__Aim of the exercise__
Only one stretch of the records below is wanted: the lines from the one holding "changed = shutdown.changed()" through the one holding "Err(e) => error!(error". Return it exactly, both ends included.

__Dataset entries__
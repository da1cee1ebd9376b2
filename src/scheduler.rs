//! Periodic background reindexing.
//!
//! While the server runs, the full pipeline is re-invoked every
//! `indexing.interval_minutes`. The first tick fires one interval after
//! start-up. A tick that lands while a run is still in flight (scheduled
//! or manual) is skipped and logged.

use std::sync::Arc;
use std::time::Duration;

use tokio::sync::watch;
use tokio::task::JoinHandle;
use tokio::time::{interval_at, Instant, MissedTickBehavior};
use tracing::{error, info, warn};

use crate::error::IndexError;
use crate::service::VaultSearch;

/// Spawn the reindex loop. It exits when `shutdown` flips to `true` or
/// its sender is dropped.
pub fn spawn_periodic_reindex(
    service: Arc<VaultSearch>,
    period: Duration,
    mut shutdown: watch::Receiver<bool>,
) -> JoinHandle<()> {
    tokio::spawn(async move {
        let mut ticker = interval_at(Instant::now() + period, period);
        ticker.set_missed_tick_behavior(MissedTickBehavior::Skip);
        info!(period_secs = period.as_secs(), "scheduled reindex enabled");

        loop {
            tokio::select! {
                _ = ticker.tick() => {}
                changed = shutdown.changed() => {
                    if changed.is_err() || *shutdown.borrow() {
                        break;
                    }
                    continue;
                }
            }

            match service.reindex().await {
                Ok(result) => info!(
                    processed = result.processed,
                    skipped = result.skipped,
                    errors = result.errors,
                    "scheduled reindex finished"
                ),
                Err(IndexError::RunInProgress) => {
                    warn!("previous index run still in progress; skipping scheduled run")
                }
                Err(e) => error!(error = %e, "scheduled reindex failed"),
            }
        }

        info!("scheduled reindex stopped");
    })
}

__Exercise response__
                changed = shutdown.changed() => {
                    if changed.is_err() || *shutdown.borrow() {
                        break;
                    }
                    continue;
                }
            }

            match service.reindex().await {
                Ok(result) => info!(
                    processed = result.processed,
                    skipped = result.skipped,
                    errors = result.errors,
                    "scheduled reindex finished"
                ),
                Err(IndexError::RunInProgress) => {
                    warn!("previous index run still in progress; skipping scheduled run")
                }
                Err(e) => error!(error = %e, "scheduled reindex failed"),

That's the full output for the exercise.